Your example contains 2 wrapper RNGs, their next()
functions return wrapped.next().littleEndian
and .bigEndian
respectively, and you are comparing the resulting byte streams. And of course they are different - big/little endian values do have different byte orders.
But that's not the issue - I'm saying that you don't need .littleEndian
or .bigEndian
at all to serialise or deserialise a byte stream.

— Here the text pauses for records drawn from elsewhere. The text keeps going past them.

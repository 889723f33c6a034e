use crate::constants::*;
use crate::controls::Axis;
use rand::prelude::*;
use std::f64::consts::TAU;

/// The five phase accumulators driving the breathing motion.
///
/// Phases only ever grow; they are never wrapped or reset.
#[derive(Clone, Copy, Debug, PartialEq, Default)]
pub struct PhaseState {
    pub m: f64,
    pub n1: f64,
    pub n2: f64,
    pub n3: f64,
    pub radius: f64,
}

impl PhaseState {
    /// Random starting angles in `[0, 2π)`, reproducible from `seed`.
    pub fn seeded(seed: u64) -> Self {
        let mut rng = StdRng::seed_from_u64(seed);
        Self {
            m: rng.gen_range(0.0..TAU),
            n1: rng.gen_range(0.0..TAU),
            n2: rng.gen_range(0.0..TAU),
            n3: rng.gen_range(0.0..TAU),
            radius: rng.gen_range(0.0..TAU),
        }
    }

    #[inline]
    pub fn axis(&self, axis: Axis) -> f64 {
        match axis {
            Axis::M => self.m,
            Axis::N1 => self.n1,
            Axis::N2 => self.n2,
            Axis::N3 => self.n3,
        }
    }
}

/// Cadence multiplier of an axis relative to the base animation speed.
#[inline]
pub fn cadence(axis: Axis) -> f64 {
    match axis {
        Axis::M => CADENCE_M,
        Axis::N1 => CADENCE_N1,
        Axis::N2 => CADENCE_N2,
        Axis::N3 => CADENCE_N3,
    }
}

/// Bank of five detuned phase oscillators.
///
/// Call [`PhaseOscillatorBank::advance`] once per frame while at least one
/// control is held. Idle frames simply skip the call, which leaves the
/// phases bit-for-bit unchanged.
#[derive(Clone, Debug)]
pub struct PhaseOscillatorBank {
    phases: PhaseState,
    base_speed: f64,
}

impl PhaseOscillatorBank {
    pub fn new(initial: PhaseState, base_speed: f64) -> Self {
        Self {
            phases: initial,
            base_speed,
        }
    }

    pub fn advance(&mut self) {
        let s = self.base_speed;
        self.phases.m += s * CADENCE_M;
        self.phases.n1 += s * CADENCE_N1;
        self.phases.n2 += s * CADENCE_N2;
        self.phases.n3 += s * CADENCE_N3;
        self.phases.radius += s * CADENCE_RADIUS;
    }

    pub fn phases(&self) -> &PhaseState {
        &self.phases
    }

    pub fn base_speed(&self) -> f64 {
        self.base_speed
    }
}
use crate::constants::RESET_RADIUS_INDEX_SCALE;
use crate::registry::ShapeRegistry;
use crate::shape::ShapeParams;

/// Externally visible phase of the reset state machine.
///
/// Capturing is instantaneous: the snapshot is taken and convergence starts
/// within the same frame, so callers only ever observe these two states.
#[derive(Clone, Copy, Debug, PartialEq, Eq)]
pub enum ResetState {
    Idle,
    Converging,
}

/// Baseline a shape at `index` returns to when nothing is held.
pub fn baseline(index: usize, base: &ShapeParams) -> ShapeParams {
    ShapeParams {
        radius: base.radius * (1.0 + index as f64 * RESET_RADIUS_INDEX_SCALE),
        ..*base
    }
}

/// Smoothly returns shapes to their baselines once every control is released.
#[derive(Clone, Debug)]
pub struct ResetTransitionController {
    snapshot: Option<Vec<ShapeParams>>,
    settled: bool,
    rate: f64,
    epsilon: f64,
}

impl ResetTransitionController {
    pub fn new(rate: f64, epsilon: f64) -> Self {
        Self {
            snapshot: None,
            settled: false,
            rate,
            epsilon,
        }
    }

    pub fn state(&self) -> ResetState {
        if self.snapshot.is_some() {
            ResetState::Converging
        } else {
            ResetState::Idle
        }
    }

    /// True once convergence has completed and no control has been held since.
    pub fn is_settled(&self) -> bool {
        self.settled
    }

    pub fn snapshot(&self) -> Option<&[ShapeParams]> {
        self.snapshot.as_deref()
    }

    /// A control became active: drop any snapshot without finishing.
    /// Returns true if a convergence was in progress.
    pub fn abort(&mut self) -> bool {
        self.settled = false;
        let was_converging = self.snapshot.take().is_some();
        if was_converging {
            log::debug!("[reset] aborted by control activity");
        }
        was_converging
    }

    /// Keep the snapshot aligned with the registry after an add-shape.
    pub fn on_shape_added(&mut self, index: usize, base: &ShapeParams) {
        self.settled = false;
        if let Some(snap) = &mut self.snapshot {
            if snap.len() == index {
                snap.push(baseline(index, base));
            }
        }
    }

    /// Run one idle frame: capture if needed, then pull every shape toward
    /// its snapshot and finish once all parameters are within epsilon.
    pub fn step(&mut self, registry: &mut ShapeRegistry, base: &ShapeParams) -> ResetState {
        if self.snapshot.is_none() {
            if self.settled {
                return ResetState::Idle;
            }
            let snap: Vec<ShapeParams> = (0..registry.len()).map(|i| baseline(i, base)).collect();
            log::debug!("[reset] captured baseline for {} shape(s)", snap.len());
            self.snapshot = Some(snap);
        }

        let Some(snap) = self.snapshot.as_ref() else {
            return ResetState::Idle;
        };
        let mut done = true;
        for (i, shape) in registry.iter_mut().enumerate() {
            let target = snap.get(i).copied().unwrap_or_else(|| baseline(i, base));
            let (current, _) = shape.params().repaired(base);
            let next = current.lerp(&target, self.rate);
            shape.set_params(next);
            if !shape.params().within(&target, self.epsilon) {
                done = false;
            }
        }

        if done {
            log::debug!("[reset] shapes settled at baseline");
            self.snapshot = None;
            self.settled = true;
            ResetState::Idle
        } else {
            ResetState::Converging
        }
    }
}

Let's say the RNG gives your LE machine a binary integer which happens to have the numeric value 36029346783166592. Let's inspect its bytes:
// On a LE machine
func didGenerate(value: UInt64) {
withUnsafeBytes(of: value) { print(Array($0)) }
// [128, 0, 128, 0, 128, 0, 128, 0] <- byte sequence we want to preserve.
print(value)
// 36029346783166592 <- how this machine interprets it as a number. We don't really care about this; it's basically arbitrary.
}
That byte stream is the thing we actually want to preserve - not the number 36029346783166592. So I write those bytes in to a buffer, in the order they are, and pass them over to a BE machine. Like I showed in the ReplayRNG
, when the BE machine reads, it just loads those exact bytes in to UInt64
, except now:
// On a BE machine
func didRead(value: UInt64) {
withUnsafeBytes(of: value) { print(Array($0)) }
// [128, 0, 128, 0, 128, 0, 128, 0] <- correct byte sequence! That's what we want!
print(value)
// 9223512776490647552 <- interpreted as a different numeric value, but who cares?
}
This really illustrates the choice that you have: you can have the same bytes, or the same numeric values, but not both. That is just inherent in the fact that the two machines use different byte patterns to represent the same number.
In your case, your function talks about preserving bytes, so it's a byte-stream. In OP's case, it's a windspeed reading from a sensor -- clearly, a numeric value, so endianness is relevant for OP but not for your use-case.
The fact that byte streams are endianness-independent is a major advantage. For example, it means that UTF-8 is endianness-independent while UTF-16 comes in big/little variants.